Он посмотрел мне в глаза строго и испытующе.

– В еще больших сомнениях армландцы. Мы последние пять поколений только и жили мечтой отделиться от Фоссано и зажить без проклятых заболотных королей. Только потому и подняли вас на щит, как гроссграфа! Вы взяли курс на независимость Армландии, мы с вами ее добились. Король Барбаросса фактически признал отделение. А тут вдруг бросаете ее под ноги далекому заокеанскому императору…

Я сказал с тоской:

– Барон, ну хоть вы меня понимаете? Император далеко. Зависимость от него – пустой звук! А Фоссано рядом с Армландией, король Барбаросса крут и не всегда расчетлив. Он мог послать войска усмирять Армландию не ради выгоды, а ради чести и престижа.

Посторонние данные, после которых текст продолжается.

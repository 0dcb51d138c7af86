//! Reef Rush headless demo
//!
//! Stands in for a graphical host: the same tick-then-read loop, no
//! window. A small autopilot supplies the edge-triggered inputs, plays one
//! full run, and the final state snapshot is dumped as JSON.
//!
//! Usage: `reef-rush [seed]` (RUST_LOG=info for transition logs)

use reef_rush::consts::*;
use reef_rush::sim::{GameState, Screen, TickInput, tick};

/// How far ahead (px) the bot looks for threats and snacks
const LOOKAHEAD: f32 = 420.0;

/// Safety margin before a blind lane change is worth it
const CLEARANCE: f32 = LOOKAHEAD / 2.0;

fn main() {
    env_logger::init();

    let seed = std::env::args()
        .nth(1)
        .and_then(|s| s.parse().ok())
        .unwrap_or(0xC0FFEE);

    let mut state = GameState::new(seed);
    let mut frames: u64 = 0;
    // A full run to the reef takes ~2350 frames; leave room for detours
    const FRAME_CAP: u64 = 20_000;

    while state.screen != Screen::Win && frames < FRAME_CAP {
        let input = autopilot(&state);
        tick(&mut state, &input);
        frames += 1;
    }

    log::info!(
        "demo finished after {frames} frames ({:.0}s at {FRAME_RATE} Hz): score {} distance {:.0} (best {} / {:.0})",
        frames as f32 / FRAME_RATE as f32,
        state.score,
        state.distance,
        state.bests.score,
        state.bests.distance,
    );

    match serde_json::to_string_pretty(&state) {
        Ok(snapshot) => println!("{snapshot}"),
        Err(err) => eprintln!("snapshot serialization failed: {err}"),
    }
}

/// Build this frame's input from the readable snapshot
fn autopilot(state: &GameState) -> TickInput {
    let mut input = TickInput::default();
    match state.screen {
        Screen::Title => input.confirm = true,
        Screen::Gameplay => steer(state, &mut input),
        _ => {}
    }
    input
}

/// Distance from the player's nose to the nearest matching enemy ahead in
/// a lane; infinite when the lane is clear
fn nearest_ahead(state: &GameState, lane: u8, hostile: bool) -> f32 {
    state
        .enemies
        .slots()
        .iter()
        .filter(|e| e.active && e.lane == lane && e.kind.is_hostile() == hostile)
        .map(|e| e.bounds.left() - (PLAYER_X + BODY_SIZE))
        .filter(|d| *d > -BODY_SIZE)
        .fold(f32::INFINITY, f32::min)
}

fn steer(state: &GameState, input: &mut TickInput) {
    let lane = state.player.lane;

    // Frenzy turns hostiles into points; stop dodging and hold the lane
    if state.player.frenzy {
        return;
    }

    if nearest_ahead(state, lane, true) < LOOKAHEAD {
        // Threat incoming: take the clearer neighbor, if one is clear
        let up = if lane > 0 {
            nearest_ahead(state, lane - 1, true)
        } else {
            f32::NEG_INFINITY
        };
        let down = if lane < LANE_COUNT - 1 {
            nearest_ahead(state, lane + 1, true)
        } else {
            f32::NEG_INFINITY
        };

        if up >= down && up > CLEARANCE {
            input.lane_up = true;
        } else if down > CLEARANCE {
            input.lane_down = true;
        }
        // Both neighbors blocked: hold the lane and hope
        return;
    }

    // Safe for now: drift toward an adjacent fish
    let snack = |l: u8| {
        nearest_ahead(state, l, false) < LOOKAHEAD && nearest_ahead(state, l, true) > LOOKAHEAD
    };
    if lane > 0 && snack(lane - 1) {
        input.lane_up = true;
    } else if lane < LANE_COUNT - 1 && snack(lane + 1) {
        input.lane_down = true;
    }
}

Он покачал головой, не сводя с меня пристального взгляда.

– Сэр Ричард, сэр Ричард… Откуда вы? Вокруг вас все живут ради чести и престижа! Рыцарство пришло в это королевство, ведомое святой целью. Это простолюдины думают, как где урвать и чем поживиться. А ваши доводы, уж простите, рассчитаны больше на простолюдинов, чем на людей благородного сословия. Я вас, стыдно сказать, понимаю, но не ждите, что вас поймут и другие рыцари.

Я вздохнул, с силой потер лоб.

– Простите, барон, вы совершенно правы… Просто я побывал в этом проклятом анклаве…

Он насторожился.

– И что там произошло? На самом деле?

– Я принял верное решение, – ответил я сварливо. – Мое маркграфство – легализация наших завоеваний! Пусть в моем владении совсем крохотный клочок земли, но все равно я в Сен-Мари уже не завоеватель, а маркграф королевства!

Дверь распахнулась, слуги начали вносить еду сперва на подносах, потом уже вдвоем на просторных носилках, где красуются, исходя горячим соком и паром, хорошо прожаренные поросята, олени, вепри, горные бараны, ягнята, а также горки коричневых тушек всевозможных птиц и птичек, от огромных, как страусы, до крохотных комочков, размером с лесной орех.

Бобик смотрел счастливыми глазами и едва не потирал лапы. Барон лишь повел глазом, я сказал радушно:

– Барон, выбирайте.

Он отмахнулся.

– То же, что и вы. Или что ваш Бобик.

Я сказал повару, что сопровождал слуг:

– Барону, что и Бобику. Главное – столько же.

У повара, что старался выглядеть деревянным истуканом, по губам скользнула мимолетная улыбка. Слуги под его присмотром начали перегружать на золотые блюда отобранные нами кушанья, остальное унесли, провожаемые тоскливым взглядом Бобика, хотя у него под столом на огромном подносе и поросенок, и пара птиц, и куча мелких поджаренных тушек.